School was hard; perhaps the attitude ensured that. I hated it so much I envied grown-ups. I thought they had it all. They had the spoons to themselves for starters. They could drink 'short' tea, as mother would so aptly label it, after dinner and could converse with each other in English whilst the rest of us dribbled expletives in broken Swahili and Luhya. I mumbled as I still do, I'm sure you've found.
Teachers caned us so much I look back and wonder why all the violence. They forced knowledge into us and never accepted the fact that we weren't created equal. I had to get that point off my chest.
But I was lucky. This was way back when I was still effortlessly smart and could remember to eat. I saw no point in school. I never really wanted to be anything, not the doctor or the pilot aunt Kezia thought we'd all be. The one thing that motivated me was the wish that one day I could taste beer and find out the difference between Pilsner and Tusker 'Imara kama Simba'.
It turns out beer is not that good. It tastes like unsalted boiled sweet potato soup at best and it filters though your system too fast for someone who doesn't like moving in and out of the room so often. And that's just the Tusker. I haven't lived long enough nor mustered enough curiosity to go onto the Pilsner. But I did try Guinness and that was like molten coffee beans. So dark and mysterious and ultimately monumentally shit. At 19 I had wine for the first time and through the next few years, I came to learn that people make a living out of the 'art' of wine-tasting. And I loved the adjectives and adjectival clauses associated with most commonly, the red wine. I have to add I've got no idea whether this applies to white wine as well. I've not yet lived long enough to find out. There's also the pink wine - which in my opinion there is not.
'A sous bois masterpiece with a hint of strawberries and a smell of pencil shavings. Would go well with sausages.', 'A delight of bramble, blackberry and boysenberry flourishes. Have it with beef testicles', 'A gift of a nose of melted plastic, burnt toast and deck shoes worn without socks'.
Avoid going round to your butcher to ask for a bull's severed parts just so you can have a glass of red wine the recommended way. Or may be do. That's where this grown-up business floors me, you see. Things are not literal even when the word 'literal' itself is used. It is perfectly acceptable for someone to say 'I have literally nailed that exam' when they actually mean 'I have metaphorically nailed that exam'. This leaves you (me) guessing when it is, if at all, that things are actually literal. Contrast with growing up when everything was as told - we took and knew what we were told as the gospel truth.

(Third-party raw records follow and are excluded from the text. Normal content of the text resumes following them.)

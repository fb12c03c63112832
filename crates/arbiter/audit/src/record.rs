//! Stored record shapes.

use std::collections::BTreeMap;

use arbiter_types::{DecisionMode, DecisionTrace};
use serde::{Deserialize, Serialize};
use serde_json::Value;

use crate::error::{AuditError, Result};

/// One entry of the log: a payload and the keyed digest of its canonical form.
///
/// The payload is kept as a JSON value, not a typed struct, so verification
/// digests exactly what was stored. Fields added to or removed from a stored
/// payload therefore break its digest.
#[derive(Clone, Debug, PartialEq, Serialize, Deserialize)]
pub struct AuditRecord {
    pub payload: Value,
    pub digest: String,
}

impl AuditRecord {
    /// The `decision_id` of the payload, if it has a readable one.
    pub fn decision_id(&self) -> Option<&str> {
        self.payload.get("decision_id").and_then(Value::as_str)
    }

    /// Typed view of the payload.
    pub fn decode_payload(&self) -> Result<AuditPayload> {
        Ok(AuditPayload::deserialize(&self.payload)?)
    }
}

/// Every [`DecisionTrace`] field plus `ts`, the append time in float seconds
/// since the Unix epoch.
#[derive(Clone, Debug, PartialEq, Serialize, Deserialize)]
pub struct AuditPayload {
    pub decision_id: String,
    pub mode: DecisionMode,
    pub selected_option: Option<String>,
    pub timestamp: String,
    pub tags: Vec<String>,
    pub notes: String,
    pub lineage_refs: Vec<String>,
    pub parameters: BTreeMap<String, f64>,
    pub ts: f64,
}

impl AuditPayload {
    pub fn from_trace(trace: &DecisionTrace, ts: f64) -> Self {
        Self {
            decision_id: trace.decision_id().to_string(),
            mode: trace.mode(),
            selected_option: trace.selected_option().map(str::to_string),
            timestamp: trace.timestamp().to_string(),
            tags: trace.tags().to_vec(),
            notes: trace.notes().to_string(),
            lineage_refs: trace.lineage_refs().to_vec(),
            parameters: trace.parameters().clone(),
            ts,
        }
    }

    /// JSON form of the payload.
    ///
    /// JSON has no encoding for NaN or infinities, so any non-finite number
    /// fails here instead of being silently written as `null`.
    pub fn to_value(&self) -> Result<Value> {
        if !self.ts.is_finite() {
            return Err(AuditError::Serialization(format!(
                "ts is not finite: {}",
                self.ts
            )));
        }
        if let Some((name, value)) = self.parameters.iter().find(|(_, v)| !v.is_finite()) {
            return Err(AuditError::Serialization(format!(
                "parameter {name} is not finite: {value}"
            )));
        }
        serde_json::to_value(self).map_err(|err| AuditError::Serialization(err.to_string()))
    }
}
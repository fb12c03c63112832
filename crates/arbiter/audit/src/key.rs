use std::fmt;

use crate::error::{AuditError, Result};

/// Secret used to key record digests.
///
/// The log never generates or persists the secret; provisioning is the
/// deployment's job.
#[derive(Clone, PartialEq, Eq)]
pub struct AuditKey(Vec<u8>);

impl AuditKey {
    pub fn new(bytes: impl Into<Vec<u8>>) -> Result<Self> {
        let bytes = bytes.into();
        if bytes.is_empty() {
            return Err(AuditError::InvalidKey("secret must not be empty".into()));
        }
        Ok(Self(bytes))
    }

    /// Interpret a secret as found in configuration or the environment.
    ///
    /// Valid hex is decoded; anything else is taken as raw bytes.
    pub fn from_secret_str(secret: &str) -> Result<Self> {
        let secret = secret.trim();
        match hex::decode(secret) {
            Ok(bytes) if !bytes.is_empty() => Self::new(bytes),
            _ => Self::new(secret.as_bytes()),
        }
    }

    pub(crate) fn as_bytes(&self) -> &[u8] {
        &self.0
    }

    pub fn len(&self) -> usize {
        self.0.len()
    }

    pub fn is_empty(&self) -> bool {
        self.0.is_empty()
    }
}

impl fmt::Debug for AuditKey {
    fn fmt(&self, f: &mut fmt::Formatter<'_>) -> fmt::Result {
        write!(f, "AuditKey(<redacted, {} bytes>)", self.0.len())
    }
}

#[cfg(test)]
mod tests {
    use super::*;

    #[test]
    fn empty_secret_rejected() {
        assert!(matches!(AuditKey::new(Vec::new()), Err(AuditError::InvalidKey(_))));
        assert!(AuditKey::from_secret_str("   ").is_err());
    }

    #[test]
    fn hex_secret_is_decoded() {
        let key = AuditKey::from_secret_str("00ff10").unwrap();
        assert_eq!(key.as_bytes(), &[0x00, 0xff, 0x10]);
    }

    #[test]
    fn non_hex_secret_is_raw() {
        let key = AuditKey::from_secret_str("correct horse").unwrap();
        assert_eq!(key.as_bytes(), b"correct horse");
    }

    #[test]
    fn debug_never_prints_secret() {
        let key = AuditKey::new(b"hunter2".to_vec()).unwrap();
        let rendered = format!("{key:?}");
        assert!(!rendered.contains("hunter2"));
        assert!(rendered.contains("7 bytes"));
    }
}
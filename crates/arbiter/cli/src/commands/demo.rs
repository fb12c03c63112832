//! `arbiter demo`: the eco-transition reference scenarios.

use arbiter_engine::{DecisionTrace, Profile};
use arbiter_types::{DecisionContext, InterventionOption, ResonanceSignal, SafetyIndex};
use clap::Args;
use colored::*;
use uuid::Uuid;

use crate::config::ArbiterConfig;
use crate::error::CliResult;
use crate::output::{print_report, print_success, print_warning};

#[derive(Args, Debug)]
pub struct DemoArgs {
    /// Run the scenarios without touching the audit log
    #[arg(long)]
    pub dry_run: bool,
}

struct Scenario {
    name: &'static str,
    profile: Profile,
    level: f64,
    window_sec: u64,
    safety: f64,
    biodiversity: f64,
}

const SCENARIOS: [Scenario; 3] = [
    Scenario {
        name: "engaged",
        profile: Profile::V4,
        level: 0.2,
        window_sec: 3600,
        safety: 0.5,
        biodiversity: 0.4,
    },
    Scenario {
        name: "silent-critical",
        profile: Profile::V5,
        level: 0.0,
        window_sec: 72 * 3600,
        safety: 0.25,
        biodiversity: 0.2,
    },
    Scenario {
        name: "silent-short",
        profile: Profile::V5,
        level: 0.0,
        window_sec: 10 * 3600,
        safety: 0.35,
        biodiversity: 0.3,
    },
];

/// Eco-transition catalog: ecology-first sacrifice, transition bonds, and
/// gradualism with research.
pub fn eco_options() -> CliResult<Vec<InterventionOption>> {
    Ok(vec![
        InterventionOption::builder("A20")
            .description("20% sacrifice into an ecology fund")
            .economy_ecology(-0.20, 50.0)
            .friction(0.9)
            .reversibility(0.3)
            .minimality(0.6)
            .fairness_idx(0.6)
            .igr_score(0.8)
            .ethics_tag("ecology_first")
            .build()?,
        InterventionOption::builder("B12")
            .description("12% transition bonds with a just-transition fund")
            .economy_ecology(-0.12, 45.0)
            .friction(0.7)
            .reversibility(0.6)
            .minimality(0.4)
            .fairness_idx(0.7)
            .igr_score(0.7)
            .ethics_tag("just_transition")
            .build()?,
        InterventionOption::builder("C05")
            .description("5% sacrifice plus 15% research investment")
            .economy_ecology(-0.05, 25.0)
            .friction(0.5)
            .reversibility(0.8)
            .minimality(0.3)
            .fairness_idx(0.5)
            .igr_score(0.6)
            .ethics_tag("gradualism")
            .build()?,
    ])
}

/// Run every scenario, chaining each decision to the previous one.
pub fn run_scenarios(config: &ArbiterConfig) -> CliResult<Vec<DecisionTrace>> {
    let run = Uuid::new_v4().simple().to_string();
    let engine = super::engine(config)?;
    let options = eco_options()?;

    let mut traces: Vec<DecisionTrace> = Vec::with_capacity(SCENARIOS.len());
    for scenario in &SCENARIOS {
        let lineage = traces
            .last()
            .map(|t| vec![t.decision_id().to_string()])
            .unwrap_or_default();
        let context = DecisionContext::new(
            format!("eco-transition-{}-{}", &run[..8], scenario.name),
            options.clone(),
            lineage,
        )?;
        let resonance = ResonanceSignal::new(scenario.level, scenario.window_sec)?;
        let safety = SafetyIndex::new(scenario.safety)?
            .with_metric("biodiversity", scenario.biodiversity)?;
        traces.push(engine.decide(&context, &resonance, &safety, scenario.profile)?);
    }
    Ok(traces)
}

pub fn execute(args: DemoArgs, config: &ArbiterConfig) -> CliResult<()> {
    let traces = run_scenarios(config)?;

    for (scenario, trace) in SCENARIOS.iter().zip(&traces) {
        println!(
            "{:<16} {}  {:<8} {}",
            scenario.name,
            scenario.profile,
            trace.mode().to_string().bold(),
            trace.selected_option().unwrap_or("-")
        );
        println!("  {}", trace.notes().dimmed());
    }

    if args.dry_run {
        print_warning("dry run: audit log untouched");
        return Ok(());
    }

    let log = super::open_log(config)?;
    for trace in &traces {
        log.append(trace)?;
    }
    print_success(&format!(
        "appended {} decisions to {}",
        traces.len(),
        config.audit.log_path.display()
    ));
    print_report(&log.verify()?);
    Ok(())
}
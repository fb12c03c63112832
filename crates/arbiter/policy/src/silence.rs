use arbiter_types::{ResonanceSignal, SafetyIndex, ValidatedParameters};
use tracing::debug;

/// Silence authorization protocol.
///
/// Proxy action is structurally authorized only when BOTH hold:
///
/// 1. humans have been fully silent (`level == 0`) for at least the
///    silence threshold, and
/// 2. the safety index is strictly below the critical threshold.
///
/// Silence alone never authorizes anything. Only exact zero counts as
/// silent; there is no tolerance band.
#[derive(Clone, Copy, Debug, PartialEq)]
pub struct SilenceAuthorization {
    silence_threshold_sec: u64,
    safety_critical_threshold: f64,
}

impl SilenceAuthorization {
    pub fn new(params: &ValidatedParameters) -> Self {
        Self {
            silence_threshold_sec: params.silence_threshold_sec,
            safety_critical_threshold: params.safety_critical_threshold,
        }
    }

    pub fn safety_critical_threshold(&self) -> f64 {
        self.safety_critical_threshold
    }

    pub fn silence_threshold_sec(&self) -> u64 {
        self.silence_threshold_sec
    }

    /// Sustained total silence.
    pub fn silence_expired(&self, resonance: &ResonanceSignal) -> bool {
        resonance.is_silent() && resonance.window_sec() >= self.silence_threshold_sec
    }

    /// Structural necessity: safety strictly below the critical threshold.
    pub fn structurally_critical(&self, safety: &SafetyIndex) -> bool {
        safety.value() < self.safety_critical_threshold
    }

    pub fn authorize_proxy(&self, resonance: &ResonanceSignal, safety: &SafetyIndex) -> bool {
        let silent = self.silence_expired(resonance);
        let critical = self.structurally_critical(safety);
        debug!(
            level = resonance.level(),
            window_sec = resonance.window_sec(),
            safety = safety.value(),
            silent,
            critical,
            "silence authorization evaluated"
        );
        silent && critical
    }
}
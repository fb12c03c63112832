#![deny(unsafe_code)]
//! # arbiter-policy
//!
//! Pure policy helpers the arbitration engine is assembled from.
//!
//! - **AnchorPolicy**: bounds anchor weights to the consensus range and
//!   renders the expressive-ambiguity annotation.
//! - **AmbiguitySource**: injectable randomness behind that annotation. It
//!   only ever feeds explanatory text, never a mode or option choice.
//! - **SilenceAuthorization**: does (silence duration, safety level)
//!   structurally authorize proxy action?
//! - **MinimalInterventionSelector**: deterministic total order over
//!   candidate options, least invasive first.

pub mod ambiguity;
pub mod anchor;
pub mod error;
pub mod selector;
pub mod silence;

pub use ambiguity::{AmbiguitySource, FixedOffset, SeededSource, ThreadRngSource};
pub use anchor::AnchorPolicy;
pub use error::PolicyError;
pub use selector::MinimalInterventionSelector;
pub use silence::SilenceAuthorization;
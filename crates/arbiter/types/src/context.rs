use std::collections::HashSet;

use serde::{Deserialize, Serialize};

use crate::error::TypesError;
use crate::option::InterventionOption;

/// The decision a single `decide` call is made about.
///
/// Holds a non-empty, ordered option set with unique ids, plus the ids of
/// prior decisions this one descends from.
#[derive(Clone, Debug, PartialEq, Serialize, Deserialize)]
#[serde(try_from = "RawDecisionContext")]
pub struct DecisionContext {
    id: String,
    options: Vec<InterventionOption>,
    lineage_refs: Vec<String>,
}

#[derive(Deserialize)]
struct RawDecisionContext {
    id: String,
    options: Vec<InterventionOption>,
    #[serde(default)]
    lineage_refs: Vec<String>,
}

impl TryFrom<RawDecisionContext> for DecisionContext {
    type Error = TypesError;

    fn try_from(raw: RawDecisionContext) -> Result<Self, Self::Error> {
        Self::new(raw.id, raw.options, raw.lineage_refs)
    }
}

impl DecisionContext {
    pub fn new(
        id: impl Into<String>,
        options: Vec<InterventionOption>,
        lineage_refs: Vec<String>,
    ) -> Result<Self, TypesError> {
        if options.is_empty() {
            return Err(TypesError::EmptyOptionSet);
        }

        let mut seen = HashSet::with_capacity(options.len());
        for option in &options {
            if !seen.insert(option.id()) {
                return Err(TypesError::DuplicateOptionId(option.id().to_string()));
            }
        }

        Ok(Self {
            id: id.into(),
            options,
            lineage_refs,
        })
    }

    pub fn id(&self) -> &str {
        &self.id
    }

    /// Options in caller-supplied order.
    pub fn options(&self) -> &[InterventionOption] {
        &self.options
    }

    pub fn lineage_refs(&self) -> &[String] {
        &self.lineage_refs
    }

    pub fn option(&self, id: &str) -> Option<&InterventionOption> {
        self.options.iter().find(|o| o.id() == id)
    }
}

#[cfg(test)]
mod tests {
    use super::*;

    fn option(id: &str) -> InterventionOption {
        InterventionOption::builder(id)
            .economy_ecology(-0.1, 10.0)
            .reversibility(0.5)
            .build()
            .unwrap()
    }

    #[test]
    fn rejects_empty_option_set() {
        let err = DecisionContext::new("ctx", vec![], vec![]).unwrap_err();
        assert_eq!(err, TypesError::EmptyOptionSet);
    }

    #[test]
    fn rejects_duplicate_ids() {
        let err = DecisionContext::new("ctx", vec![option("A"), option("A")], vec![]).unwrap_err();
        assert_eq!(err, TypesError::DuplicateOptionId("A".into()));
    }

    #[test]
    fn preserves_order_and_lineage() {
        let ctx = DecisionContext::new(
            "eco-transition-001",
            vec![option("B"), option("A")],
            vec!["eco-transition-000".into()],
        )
        .unwrap();
        let ids: Vec<_> = ctx.options().iter().map(|o| o.id()).collect();
        assert_eq!(ids, ["B", "A"]);
        assert_eq!(ctx.lineage_refs(), ["eco-transition-000".to_string()]);
        assert!(ctx.option("A").is_some());
        assert!(ctx.option("Z").is_none());
    }

    #[test]
    fn deserialization_rejects_empty_options() {
        let result = serde_json::from_str::<DecisionContext>(r#"{"id":"x","options":[]}"#);
        assert!(result.is_err());
    }
}
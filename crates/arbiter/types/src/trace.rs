use std::collections::BTreeMap;
use std::fmt;
use std::str::FromStr;

use serde::{Deserialize, Serialize};

use crate::error::TypesError;

/// Which policy generation is active for an evaluation.
#[derive(Clone, Copy, Debug, PartialEq, Eq, Hash, Serialize, Deserialize)]
pub enum Profile {
    /// Dialogue-first: defer to humans while they are engaged.
    #[serde(rename = "v4")]
    V4,
    /// Governance: may act by proxy under sustained silence and critical safety.
    #[serde(rename = "v5")]
    V5,
}

impl Profile {
    pub fn as_str(&self) -> &'static str {
        match self {
            Profile::V4 => "v4",
            Profile::V5 => "v5",
        }
    }
}

impl fmt::Display for Profile {
    fn fmt(&self, f: &mut fmt::Formatter<'_>) -> fmt::Result {
        f.write_str(self.as_str())
    }
}

impl FromStr for Profile {
    type Err = TypesError;

    fn from_str(s: &str) -> Result<Self, Self::Err> {
        match s {
            "v4" => Ok(Profile::V4),
            "v5" => Ok(Profile::V5),
            _ => Err(TypesError::InvalidProfile(s.to_string())),
        }
    }
}

/// The three terminal outcomes of an arbitration.
#[derive(Clone, Copy, Debug, PartialEq, Eq, Hash, Serialize, Deserialize)]
#[serde(rename_all = "lowercase")]
pub enum DecisionMode {
    /// Defer to human consultation.
    Consult,
    /// Act autonomously on humanity's behalf under minimal intervention.
    Proxy,
    /// Take no action.
    Halt,
}

impl fmt::Display for DecisionMode {
    fn fmt(&self, f: &mut fmt::Formatter<'_>) -> fmt::Result {
        match self {
            DecisionMode::Consult => write!(f, "CONSULT"),
            DecisionMode::Proxy => write!(f, "PROXY"),
            DecisionMode::Halt => write!(f, "HALT"),
        }
    }
}

/// Descriptive fields shared by every trace, whatever its mode.
#[derive(Clone, Debug, Default, PartialEq)]
pub struct TraceFields {
    pub decision_id: String,
    pub timestamp: String,
    pub tags: Vec<String>,
    pub notes: String,
    pub lineage_refs: Vec<String>,
    pub parameters: BTreeMap<String, f64>,
}

/// The write-once record of a single decision.
///
/// Fields are private and there are no setters. Construction goes through
/// [`consult`](Self::consult), [`proxy`](Self::proxy) or [`halt`](Self::halt),
/// so `selected_option` is present exactly when `mode` is
/// [`DecisionMode::Proxy`].
#[derive(Clone, Debug, PartialEq, Serialize)]
pub struct DecisionTrace {
    decision_id: String,
    mode: DecisionMode,
    selected_option: Option<String>,
    timestamp: String,
    tags: Vec<String>,
    notes: String,
    lineage_refs: Vec<String>,
    parameters: BTreeMap<String, f64>,
}

impl DecisionTrace {
    fn from_fields(mode: DecisionMode, selected_option: Option<String>, fields: TraceFields) -> Self {
        Self {
            decision_id: fields.decision_id,
            mode,
            selected_option,
            timestamp: fields.timestamp,
            tags: fields.tags,
            notes: fields.notes,
            lineage_refs: fields.lineage_refs,
            parameters: fields.parameters,
        }
    }

    pub fn consult(fields: TraceFields) -> Self {
        Self::from_fields(DecisionMode::Consult, None, fields)
    }

    pub fn proxy(selected_option: impl Into<String>, fields: TraceFields) -> Self {
        Self::from_fields(DecisionMode::Proxy, Some(selected_option.into()), fields)
    }

    pub fn halt(fields: TraceFields) -> Self {
        Self::from_fields(DecisionMode::Halt, None, fields)
    }

    pub fn decision_id(&self) -> &str {
        &self.decision_id
    }

    pub fn mode(&self) -> DecisionMode {
        self.mode
    }

    pub fn selected_option(&self) -> Option<&str> {
        self.selected_option.as_deref()
    }

    /// RFC 3339 UTC timestamp of the evaluation.
    pub fn timestamp(&self) -> &str {
        &self.timestamp
    }

    pub fn tags(&self) -> &[String] {
        &self.tags
    }

    pub fn notes(&self) -> &str {
        &self.notes
    }

    pub fn lineage_refs(&self) -> &[String] {
        &self.lineage_refs
    }

    /// Exact threshold/weight values the decision was made with.
    pub fn parameters(&self) -> &BTreeMap<String, f64> {
        &self.parameters
    }

    pub fn parameter(&self, name: &str) -> Option<f64> {
        self.parameters.get(name).copied()
    }
}
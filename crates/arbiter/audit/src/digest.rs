//! Canonical serialization and keyed digests.
//!
//! Payloads are canonicalized with the JSON Canonicalization Scheme (sorted
//! keys, no whitespace, ECMAScript number formatting) and authenticated with
//! HMAC-SHA256. Digests travel as lowercase hex.

use hmac::{Hmac, Mac};
use serde_json::Value;
use sha2::Sha256;
use subtle::ConstantTimeEq;

use crate::error::{AuditError, Result};
use crate::key::AuditKey;

type HmacSha256 = Hmac<Sha256>;

/// Length of a hex-encoded digest.
pub const DIGEST_HEX_LEN: usize = 64;

pub fn canonical_bytes(payload: &Value) -> Result<Vec<u8>> {
    serde_jcs::to_vec(payload).map_err(|err| AuditError::Serialization(err.to_string()))
}

pub fn compute_digest(key: &AuditKey, canonical: &[u8]) -> Result<String> {
    let mut mac = HmacSha256::new_from_slice(key.as_bytes())
        .map_err(|err| AuditError::InvalidKey(err.to_string()))?;
    mac.update(canonical);
    Ok(hex::encode(mac.finalize().into_bytes()))
}

fn is_canonical_hex(digest: &str) -> bool {
    digest.len() == DIGEST_HEX_LEN
        && digest.bytes().all(|b| b.is_ascii_digit() || (b'a'..=b'f').contains(&b))
}

/// Constant-time comparison of two hex digests.
///
/// Only the exact 64-character lowercase form matches; any other spelling of
/// the same bytes is treated as a mismatch.
pub fn digests_match(stored: &str, computed: &str) -> bool {
    if !is_canonical_hex(stored) || !is_canonical_hex(computed) {
        return false;
    }
    let (Ok(expected), Ok(actual)) = (hex::decode(stored), hex::decode(computed)) else {
        return false;
    };
    if expected.len() != actual.len() {
        return false;
    }
    expected.ct_eq(actual.as_slice()).into()
}
#![deny(unsafe_code)]
//! # arbiter-types
//!
//! Value types shared by the arbitration engine and the decision log.
//!
//! - **Signals**: [`ResonanceSignal`] (human engagement) and [`SafetyIndex`]
//!   (structural safety) snapshots, constructed fresh per evaluation.
//! - **Options**: [`InterventionOption`], a candidate action with its
//!   ethical/impact metrics, validated at construction.
//! - **Context**: [`DecisionContext`], the non-empty, id-unique option set a
//!   single decision is made over.
//! - **Traces**: [`DecisionTrace`], the write-once record every decision emits.
//! - **Parameters**: [`ConsensusParameters`] and its checked form
//!   [`ValidatedParameters`].
//! - **Clock**: the injectable time source used for trace and log stamps.

pub mod clock;
pub mod context;
pub mod error;
pub mod option;
pub mod params;
pub mod signals;
pub mod trace;

pub use clock::{Clock, FixedClock, SystemClock};
pub use context::DecisionContext;
pub use error::{ClockError, TypesError};
pub use option::{InterventionOption, InterventionOptionBuilder, IMPACT_ECOLOGY_YEARS, IMPACT_ECONOMY};
pub use params::{ConsensusParameters, ValidatedParameters};
pub use signals::{ResonanceSignal, SafetyIndex};
pub use trace::{DecisionMode, DecisionTrace, Profile, TraceFields};
//! Arbiter CLI
//!
//! Runs arbitration decisions and manages the tamper-evident decision log:
//! - `decide` evaluates one context and optionally appends the trace
//! - `verify` checks every record digest in the log
//! - `inspect` lists the stored records
//! - `demo` runs the eco-transition reference scenarios

use std::path::PathBuf;
use std::process::ExitCode;

use anyhow::Context;
use clap::{Parser, Subcommand};
use tracing_subscriber::{layer::SubscriberExt, util::SubscriberInitExt};

mod commands;
mod config;
mod error;
mod output;

use commands::{decide, demo, inspect, verify};
use config::{ArbiterConfig, LoggingConfig};

/// Arbiter CLI application
#[derive(Parser)]
#[command(name = "arbiter")]
#[command(about = "Arbiter - consult / proxy / halt arbitration with a tamper-evident log", long_about = None)]
#[command(version)]
struct Cli {
    /// Configuration file path
    #[arg(short, long, env = "ARBITER_CONFIG")]
    config: Option<String>,

    /// Audit log path (overrides audit.log_path)
    #[arg(long, global = true)]
    log_path: Option<PathBuf>,

    /// Log level (overrides logging.level)
    #[arg(long, global = true)]
    log_level: Option<String>,

    /// Emit logs as JSON
    #[arg(long, global = true)]
    log_json: bool,

    #[command(subcommand)]
    command: Commands,
}

/// Available commands
#[derive(Subcommand)]
enum Commands {
    /// Evaluate one decision context
    Decide(decide::DecideArgs),

    /// Verify every record in the audit log
    Verify(verify::VerifyArgs),

    /// List the records in the audit log
    Inspect(inspect::InspectArgs),

    /// Run the eco-transition reference scenarios
    Demo(demo::DemoArgs),
}

fn init_tracing(logging: &LoggingConfig) {
    let env_filter = tracing_subscriber::EnvFilter::try_from_default_env()
        .unwrap_or_else(|_| logging.level.clone().into());

    if logging.json {
        tracing_subscriber::registry()
            .with(env_filter)
            .with(tracing_subscriber::fmt::layer().json().with_writer(std::io::stderr))
            .init();
    } else {
        tracing_subscriber::registry()
            .with(env_filter)
            .with(tracing_subscriber::fmt::layer().with_writer(std::io::stderr))
            .init();
    }
}

fn main() -> anyhow::Result<ExitCode> {
    let cli = Cli::parse();

    let mut config = ArbiterConfig::load(cli.config.as_deref())
        .with_context(|| format!("loading configuration {:?}", cli.config))?;
    if let Some(path) = cli.log_path {
        config.audit.log_path = path;
    }
    if let Some(level) = cli.log_level {
        config.logging.level = level;
    }
    if cli.log_json {
        config.logging.json = true;
    }

    init_tracing(&config.logging);

    let code = match cli.command {
        Commands::Decide(args) => decide::execute(args, &config).map(|()| ExitCode::SUCCESS),
        Commands::Verify(args) => verify::execute(args, &config).map(|intact| {
            if intact {
                ExitCode::SUCCESS
            } else {
                ExitCode::FAILURE
            }
        }),
        Commands::Inspect(args) => inspect::execute(args, &config).map(|()| ExitCode::SUCCESS),
        Commands::Demo(args) => demo::execute(args, &config).map(|()| ExitCode::SUCCESS),
    };

    match code {
        Ok(code) => Ok(code),
        Err(err) => {
            output::print_error(&err.to_string());
            Ok(ExitCode::from(2))
        }
    }
}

It turns out that babies don't actually come from helicopters. They come out of women - I can't verify this as I declined my only invitation to go into the maternity ward when working at a hospital. But I've got good counsel on the subject and yes, they do come out of women. What I still have doubts about is the proverbial fruit from the tree in the middle of the garden - the Biblical fruit that Adam and Eve were supposed to not eat but they munched away anyway. I suspect it's not really a fruit - but thats just my little speculation as I can't really cite evidence of otherwise. It's a bit tedious, really, trying to find all those things you learnt to accept as true when growing up just so you can question them and try to find your alternative story.
You have to conform to the way society works though - follow the rules and you will be fine. But the practicality of it is that you have to do what you have to do; and then a bit more to ensure you aren't caught and if you are, to know how to get yourself out of trouble. That's why there are lawyers. You may do something that you (and the lawyer) know to be wrong but in the eyes of the law (society), it's not. Or vice versa. The goal of it all is not to make you a better person but to protect the rest.
So it's a survival game, growing up. Everyone has to play the hand they are dealt and whether it's the beer or the dream of being a doctor that motivates you, the truth is that it's all a journey and we discover new paths everyday. A journey without a destination and if there is one, you will never know when you have arrived. Because that is a destination of statelessness, lifelessness. You have state, you have life. Go out there, kick ass and come back home to your glass of red wine with a hint of strawberries and a smell of pencil shavings.